TOBY NEVER GOT USED to how noisy it was at night. The crickets brr’d at one frequency, other bugs at others, and night birds called, this species a high note, that one a low. The wind in the trees roared intermittently but deafened everything when it did. Daytime was even worse: cicadas boomed, monkeys and birds exchanged insults in the treetops. The frequency spread of animal calls widened until every band that could take a signal was filled. Any given morning, sitting listening to this vast symphony was a lesson in just how impoverished the Earth had been when he’d been growing up. Only on a world with a fully recovered ecosystem, or a terraformed lockstep world wintering over, could you hear the world as it had sounded before the advent of Man.
Tonight the familiar constellations were out. Thisbe had no moon, and on cloudless nights like this it could get pretty cold. Toby was used to that now, just as he was used to walking in the dark while Orpheus prowled ahead. Sometimes they’d scare up tomorrow’s dinner. Sometimes they encountered the sleepy, slow-moving harvester and repair bots that were the only part of Thisbe’s industrial system awake right now. He did his best to avoid such encounters, because you never knew whether their industrial Internet had been hacked by Evayne’s people. Any of those boxy grain tenders or flood watch spiders could be spies for the enemy.
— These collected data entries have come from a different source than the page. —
//! 월별 정산 API

use crate::auth_middleware::AuthAdmin;
use crate::server::AppState;
use actix_web::{web, HttpResponse};
use serde::Deserialize;
use shared::tool::error::AppResult;
use shared::tool::YearMonth;

#[derive(Debug, Deserialize)]
pub struct SettlementListQuery {
    pub year: Option<i32>,
}

pub async fn list_settlements(
    state: web::Data<AppState>,
    query: web::Query<SettlementListQuery>,
) -> AppResult<HttpResponse> {
    Ok(HttpResponse::Ok().json(state.settlements.list(query.year).await?))
}

/// 확정된 월은 스냅샷, 아니면 실시간 집계
pub async fn get_settlement(
    state: web::Data<AppState>,
    path: web::Path<YearMonth>,
) -> AppResult<HttpResponse> {
    Ok(HttpResponse::Ok().json(state.settlements.report(path.into_inner()).await?))
}

pub async fn confirm_settlement(
    state: web::Data<AppState>,
    admin: AuthAdmin,
    path: web::Path<YearMonth>,
) -> AppResult<HttpResponse> {
    let report = state
        .settlements
        .confirm(path.into_inner(), admin.admin_id()?)
        .await?;
    Ok(HttpResponse::Created().json(report))
}

pub fn configure_settlement_routes(cfg: &mut web::ServiceConfig) {
    cfg.service(
        web::scope("/api/settlements")
            .route("", web::get().to(list_settlements))
            .route("/{month}", web::get().to(get_settlement))
            .route("/{month}/confirm", web::post().to(confirm_settlement)),
    );
}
There was no sign that any had been in this area, though. He moved cautiously but confidently through tall grass and between young trees. As he went he counted the low blocky shapes of the houses lining what had been, and someday would again be, a street.
He hadn’t known that the bots shrink-wrapped the houses after everyone was asleep. All that neon-pink plastic was torn away and recycled by the time the humans inside awoke. Right now, any tears or punctures in the material would be instantly visible to the monitors that overflew the houses on a weekly basis. If anything were seen, investigation and repair bots would be sent out right away. That meant Toby had to be careful when he broke in.
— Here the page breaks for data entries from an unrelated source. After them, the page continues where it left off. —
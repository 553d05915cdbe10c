//! 전자서명 세션 모델

use chrono::{DateTime, Utc};
use serde::Serialize;
use sqlx::FromRow;

string_enum! {
    /// 서명 진행 상태
    SigningStatus("서명 상태") {
        Pending => "대기",
        TenantSigned => "입주사서명",
        Completed => "완료",
        Cancelled => "취소",
        Expired => "만료",
    }
}

impl SigningStatus {
    /// 아직 진행 중인(닫히지 않은) 세션
    pub fn is_open(&self) -> bool {
        matches!(self, SigningStatus::Pending | SigningStatus::TenantSigned)
    }
}

#[derive(Debug, Clone, Serialize, FromRow)]
pub struct SigningSession {
    pub id: i64,
    pub contract_id: i64,
    /// 서명 링크 토큰의 SHA-256 (원본 토큰은 저장하지 않음)
    #[serde(skip_serializing)]
    pub token_hash: String,
    #[sqlx(try_from = "String")]
    pub status: SigningStatus,
    pub tenant_signer_name: Option<String>,
    pub tenant_signature_path: Option<String>,
    pub tenant_signed_at: Option<DateTime<Utc>>,
    pub tenant_ip: Option<String>,
    pub admin_signature_path: Option<String>,
    pub admin_signed_at: Option<DateTime<Utc>>,
    pub admin_id: Option<i64>,
    pub expires_at: DateTime<Utc>,
    pub created_by: Option<i64>,
    pub created_at: DateTime<Utc>,
    pub updated_at: DateTime<Utc>,
}

impl SigningSession {
    /// 링크 기한은 입주사 서명 전(대기)에만 적용됩니다.
    /// 입주사가 서명한 세션은 기한이 지나도 관리자 서명으로 완료할 수 있습니다.
    pub fn link_expired_at(&self, now: DateTime<Utc>) -> bool {
        self.status == SigningStatus::Pending && self.expires_at <= now
    }
}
“Seven … and eight.” He whistled for Orpheus, then moved around the abstracted house shape, searching for an overhang or tree-shadowed spot where he could cut through. “Over here!” Orpheus bounded into view as Toby was rummaging in his backpack for his shears. He’d found an indent beneath what was probably a dormer window, where a cut wouldn’t be visible from the air. Orpheus watched with his usual attentive curiosity as Toby stabbed at the hard plastic again and again, until finally the blade of the shears went through.